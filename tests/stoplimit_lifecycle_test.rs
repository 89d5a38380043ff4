//! End-to-end tests driving the lifecycle engine and state reconciler
//! against a mocked broker REST surface, covering the scenarios and
//! boundary behaviors named in `spec.md` §8.

use std::sync::Arc;
use std::time::Duration;

use chrono::Utc;
use rust_decimal_macros::dec;
use serde_json::json;
use stoplimit_coordinator::execution::{CoreState, PerSymbolSerializer, StateReconciler, Store, StopLimitLifecycleEngine};
use stoplimit_coordinator::infrastructure::broker::{BrokerClient, BrokerConfig};
use stoplimit_coordinator::models::{TrackerConfig, TrackerGroup, TrackerStep};
use stoplimit_coordinator::{FillOrigin, LifecycleOutcome, OutcomeReason};
use wiremock::matchers::{method, path};
use wiremock::{Mock, MockServer, ResponseTemplate};

fn tracker_config() -> TrackerConfig {
    TrackerConfig {
        version: 1,
        groups: vec![TrackerGroup {
            group_id: "core".into(),
            min_price: dec!(0),
            max_price: dec!(1_000_000),
            enabled: true,
            initial_stop_price_offset: dec!(-0.20),
            steps: vec![
                TrackerStep { pnl: dec!(1.00), stop: dec!(0.00) },
                TrackerStep { pnl: dec!(2.00), stop: dec!(1.00) },
            ],
        }],
    }
}

struct Harness {
    core: Arc<CoreState>,
    store: Arc<Store>,
    engine: Arc<StopLimitLifecycleEngine>,
    reconciler: Arc<StateReconciler>,
    #[allow(dead_code)]
    server: MockServer,
}

async fn harness(server: MockServer) -> Harness {
    let core = CoreState::new();
    let store = Arc::new(Store::open_in_memory(Duration::ZERO).await.unwrap());
    let broker = Arc::new(BrokerClient::new(BrokerConfig::new(server.uri(), "test-key")).unwrap());
    let serializer = PerSymbolSerializer::new();
    let reconciler = Arc::new(StateReconciler::new(Arc::clone(&core), Arc::clone(&store), Arc::clone(&broker)));
    let engine = Arc::new(StopLimitLifecycleEngine::new(
        Arc::clone(&core),
        Arc::clone(&store),
        Arc::clone(&broker),
        serializer,
        Arc::clone(&reconciler),
        tracker_config(),
    ));
    Harness { core, store, engine, reconciler, server }
}

fn active_entry(symbol: &str, order_id: &str) -> stoplimit_coordinator::models::StopLimitRepositoryEntry {
    let mut entry = stoplimit_coordinator::models::StopLimitRepositoryEntry::creating(symbol, order_id, Utc::now());
    entry.status = stoplimit_coordinator::models::EntryState::Active;
    entry
}

async fn set_position(core: &CoreState, symbol: &str, qty: rust_decimal::Decimal, avg_price: rust_decimal::Decimal) {
    core.positions.write().await.insert(
        symbol.to_string(),
        stoplimit_coordinator::models::Position {
            symbol: symbol.to_string(),
            quantity: qty,
            average_price: avg_price,
            last_updated: Utc::now(),
        },
    );
}

// S1: a fresh buy fill with no existing protective order places a new
// stop-limit sell at fill_price + the matching group's initial offset.
#[tokio::test]
async fn fresh_buy_fill_places_stop_limit_at_initial_offset() {
    let server = MockServer::start().await;
    Mock::given(method("POST"))
        .and(path("/place_order"))
        .respond_with(ResponseTemplate::new(200).set_body_json(json!({
            "order_id": "sell-1",
            "status": "new",
        })))
        .expect(1)
        .mount(&server)
        .await;

    let harness = harness(server).await;
    set_position(&harness.core, "AAPL", dec!(500), dec!(225.50)).await;

    let outcome = harness
        .engine
        .on_buy_filled("buy-1", "AAPL", dec!(225.50), dec!(500), FillOrigin::Tracked)
        .await;

    assert_eq!(outcome, LifecycleOutcome::Created { order_id: "sell-1".into() });
    let repo = harness.core.stop_limit_repository.read().await;
    assert_eq!(repo.get("AAPL").unwrap().order_id, "sell-1");
}

// S2: a rebuy (existing active sell already present) updates the order's
// quantity to the current position quantity via modify_order_quantity,
// never by summing the prior and new fill quantities.
#[tokio::test]
async fn rebuy_modifies_quantity_to_current_position_not_a_sum() {
    let server = MockServer::start().await;
    Mock::given(method("POST"))
        .and(path("/modify_order_quantity"))
        .respond_with(ResponseTemplate::new(200).set_body_json(json!({ "success": true })))
        .expect(1)
        .mount(&server)
        .await;

    let harness = harness(server).await;
    harness.core.stop_limit_repository.write().await.insert("AAPL".into(), active_entry("AAPL", "sell-existing"));
    // Position already reflects the post-rebuy total, as the broker would
    // report it; the engine must send that total, not derive one itself.
    set_position(&harness.core, "AAPL", dec!(550), dec!(225.50)).await;

    let outcome = harness
        .engine
        .on_buy_filled("buy-2", "AAPL", dec!(225.50), dec!(50), FillOrigin::Tracked)
        .await;

    assert_eq!(outcome, LifecycleOutcome::Modified { order_id: "sell-existing".into() });
}

// S3: a fallback fill discovered only via the orders stream, arriving
// inside the reconnect window with no position ever appearing, is treated
// as a historical replay and skipped rather than acted on.
#[tokio::test]
async fn fallback_fill_with_no_position_inside_reconnect_window_is_treated_as_replay() {
    let server = MockServer::start().await;
    let harness = harness(server).await;
    harness.core.raise_reconnect_barrier(Utc::now(), chrono::Duration::seconds(30)).await;

    let outcome = harness
        .engine
        .on_buy_filled("buy-3", "PLTR", dec!(20.00), dec!(100), FillOrigin::Fallback)
        .await;

    assert_eq!(outcome, LifecycleOutcome::Skipped(OutcomeReason::ReplayDuringReconnect));
}

// S4: two concurrent buy-fill notifications for the same symbol are
// serialized by the per-symbol lock, so only one place_order call happens
// even when both observe "no existing sell" at the same instant.
#[tokio::test]
async fn concurrent_fills_for_the_same_symbol_place_exactly_one_order() {
    let server = MockServer::start().await;
    Mock::given(method("POST"))
        .and(path("/place_order"))
        .respond_with(ResponseTemplate::new(200).set_body_json(json!({
            "order_id": "sell-dup",
            "status": "new",
        })))
        .expect(1)
        .mount(&server)
        .await;
    Mock::given(method("POST"))
        .and(path("/modify_order_quantity"))
        .respond_with(ResponseTemplate::new(200).set_body_json(json!({ "success": true })))
        .mount(&server)
        .await;

    let harness = harness(server).await;
    set_position(&harness.core, "TSLA", dec!(300), dec!(400.00)).await;

    let engine_a = Arc::clone(&harness.engine);
    let engine_b = Arc::clone(&harness.engine);
    let (a, b) = tokio::join!(
        engine_a.on_buy_filled("buy-a", "TSLA", dec!(400.00), dec!(300), FillOrigin::Tracked),
        engine_b.on_buy_filled("buy-b", "TSLA", dec!(400.00), dec!(300), FillOrigin::Tracked),
    );

    // Exactly one of the two creates; the other observes the freshly
    // created entry and modifies it to the same quantity instead.
    let created = [&a, &b].iter().filter(|o| matches!(o, LifecycleOutcome::Created { .. })).count();
    assert_eq!(created, 1, "expected exactly one Created outcome, got a={a:?} b={b:?}");
}

// S5: a tracker step advance modifies the active stop-limit's stop (and
// limit) price via modify_order_stop_price.
#[tokio::test]
async fn tracker_step_advance_modifies_stop_price() {
    let server = MockServer::start().await;
    Mock::given(method("POST"))
        .and(path("/modify_order_stop_price"))
        .respond_with(ResponseTemplate::new(200).set_body_json(json!({ "success": true })))
        .expect(1)
        .mount(&server)
        .await;

    let harness = harness(server).await;
    harness.core.stop_limit_repository.write().await.insert("AAPL".into(), active_entry("AAPL", "sell-1"));

    let outcome = harness.engine.on_tracker_step_advance("AAPL", dec!(225.50)).await;

    assert_eq!(outcome, LifecycleOutcome::Modified { order_id: "sell-1".into() });
}

// S6: a position dropping to zero quantity closes out the repository entry
// and best-effort cancels the outstanding protective order.
#[tokio::test]
async fn position_closed_cancels_protective_order_and_clears_repository() {
    let server = MockServer::start().await;
    Mock::given(method("POST"))
        .and(path("/cancel_order"))
        .respond_with(ResponseTemplate::new(200).set_body_json(json!({ "success": true })))
        .expect(1)
        .mount(&server)
        .await;

    let harness = harness(server).await;
    harness.core.stop_limit_repository.write().await.insert(
        "TRX".into(),
        stoplimit_coordinator::models::StopLimitRepositoryEntry::creating("TRX", "sell-trx", Utc::now()),
    );

    let outcome = harness.engine.on_position_closed("TRX").await;

    assert_eq!(outcome, LifecycleOutcome::Modified { order_id: "sell-trx".into() });
    assert!(harness.core.stop_limit_repository.read().await.get("TRX").is_none());
}

// B1: the position-wait loop gives up once its deadline passes, even
// outside the reconnect window, rather than waiting forever.
#[tokio::test]
async fn position_wait_expiry_outside_reconnect_window_is_skipped() {
    let server = MockServer::start().await;
    let harness = harness(server).await;

    let outcome = harness
        .engine
        .on_buy_filled("buy-4", "NVDA", dec!(900.00), dec!(10), FillOrigin::Tracked)
        .await;

    assert_eq!(outcome, LifecycleOutcome::Skipped(OutcomeReason::PositionMissing));
}

// B3: a fill price outside every configured tracker group's price band is
// a no-op rather than a guess at a default offset.
#[tokio::test]
async fn fill_price_outside_every_tracker_group_band_is_noop() {
    let server = MockServer::start().await;
    let harness = harness(server).await;
    set_position(&harness.core, "BRKA", dec!(1), dec!(2_000_000)).await;

    let outcome = harness
        .engine
        .on_buy_filled("buy-5", "BRKA", dec!(2_000_000), dec!(1), FillOrigin::Tracked)
        .await;

    assert_eq!(outcome, LifecycleOutcome::NoOp(OutcomeReason::NoMatchingTrackerGroup));
}

// R1: replaying the same FIL notification N times (already-tracked order,
// stable position) produces no more broker calls than a single modify per
// replay that observes the same existing entry - it never re-creates.
#[tokio::test]
async fn replayed_fill_notifications_never_re_create_an_existing_order() {
    let server = MockServer::start().await;
    Mock::given(method("POST"))
        .and(path("/modify_order_quantity"))
        .respond_with(ResponseTemplate::new(200).set_body_json(json!({ "success": true })))
        .mount(&server)
        .await;
    Mock::given(method("POST"))
        .and(path("/place_order"))
        .respond_with(ResponseTemplate::new(200).set_body_json(json!({
            "order_id": "should-not-be-called",
            "status": "new",
        })))
        .expect(0)
        .mount(&server)
        .await;

    let harness = harness(server).await;
    harness.core.stop_limit_repository.write().await.insert("FIL".into(), active_entry("FIL", "sell-fil"));
    set_position(&harness.core, "FIL", dec!(200), dec!(5.00)).await;

    for _ in 0..3 {
        let outcome = harness
            .engine
            .on_buy_filled("buy-fil", "FIL", dec!(5.00), dec!(200), FillOrigin::Tracked)
            .await;
        assert_eq!(outcome, LifecycleOutcome::Modified { order_id: "sell-fil".into() });
    }
}

// R2: repeated identical upsertOrder calls for the same order view settle
// into one cache entry and one active-index slot, not a growing history.
#[tokio::test]
async fn repeated_identical_upsert_order_is_idempotent() {
    let server = MockServer::start().await;
    let harness = harness(server).await;

    let order = stoplimit_coordinator::execution::order_from_parts(
        "ord-rep".into(),
        "MSFT".into(),
        stoplimit_coordinator::models::OrderSide::Sell,
        "stop_limit".into(),
        "ACK".into(),
        Some(dec!(300.00)),
        Some(dec!(300.00)),
        dec!(10),
        dec!(10),
        Utc::now(),
        stoplimit_coordinator::models::OrderSource::Stream,
        json!({}),
    );

    for _ in 0..5 {
        harness.reconciler.upsert_order(order.clone()).await.unwrap();
    }

    assert_eq!(harness.core.orders.read().await.len(), 1);
    let index = harness.core.active_orders_by_symbol_side.read().await;
    assert_eq!(
        index.get(&("MSFT".to_string(), stoplimit_coordinator::models::OrderSide::Sell)),
        Some(&"ord-rep".to_string())
    );
}

// Reconciliation against the broker's order snapshot endpoint tolerates a
// 404 (some brokers don't expose it) without losing the durably-recorded
// order that rehydration already loaded into the cache.
#[tokio::test]
async fn rehydration_tolerates_missing_orders_snapshot_endpoint() {
    let server = MockServer::start().await;
    Mock::given(method("GET"))
        .and(path("/orders"))
        .respond_with(ResponseTemplate::new(404))
        .mount(&server)
        .await;

    let harness = harness(server).await;
    let durable_order = stoplimit_coordinator::execution::order_from_parts(
        "ord-amzn".into(),
        "AMZN".into(),
        stoplimit_coordinator::models::OrderSide::Sell,
        "stop_limit".into(),
        "ACK".into(),
        Some(dec!(180.00)),
        Some(dec!(180.00)),
        dec!(25),
        dec!(25),
        Utc::now(),
        stoplimit_coordinator::models::OrderSource::RestSnapshot,
        json!({}),
    );
    harness.store.upsert_order_state(&durable_order).await.unwrap();

    let result = harness.reconciler.rehydrate_active_orders().await;

    assert!(result.is_ok(), "rehydration should tolerate a missing orders snapshot: {result:?}");
    assert_eq!(
        harness.core.orders.read().await.get("ord-amzn").map(|o| o.qty),
        Some(dec!(25))
    );
}

// A permanent (non-retryable) broker rejection on modify_order_quantity
// means the existing order is terminal: the repository entry is torn down
// and the engine falls through to placing a fresh stop-limit, per spec.md
// §4.3 step 4/§7 PermanentUpstream — leaving the symbol with no protective
// order at all would violate P1.
#[tokio::test]
async fn permanent_modify_rejection_clears_repository_entry_and_creates_replacement() {
    let server = MockServer::start().await;
    Mock::given(method("POST"))
        .and(path("/modify_order_quantity"))
        .respond_with(ResponseTemplate::new(200).set_body_json(json!({
            "success": false,
            "error": "order already filled"
        })))
        .mount(&server)
        .await;
    Mock::given(method("POST"))
        .and(path("/place_order"))
        .respond_with(ResponseTemplate::new(200).set_body_json(json!({
            "order_id": "sell-gme-2",
            "status": "new",
        })))
        .expect(1)
        .mount(&server)
        .await;

    let harness = harness(server).await;
    harness.core.stop_limit_repository.write().await.insert("GME".into(), active_entry("GME", "sell-gme"));
    set_position(&harness.core, "GME", dec!(75), dec!(20.00)).await;

    let outcome = harness
        .engine
        .on_buy_filled("buy-gme", "GME", dec!(20.00), dec!(75), FillOrigin::Tracked)
        .await;

    assert!(matches!(outcome, LifecycleOutcome::Created { ref order_id } if order_id == "sell-gme-2"));
    let repo = harness.core.stop_limit_repository.read().await;
    assert_eq!(repo.get("GME").map(|entry| entry.order_id.as_str()), Some("sell-gme-2"));
}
★ ★ ★ ★ ★
> [Problem to solve]
Only lines containing the string "should" are needed. Pull each of them out of the records above.

> [Output for this task]
            "order_id": "should-not-be-called",
    assert!(result.is_ok(), "rehydration should tolerate a missing orders snapshot: {result:?}");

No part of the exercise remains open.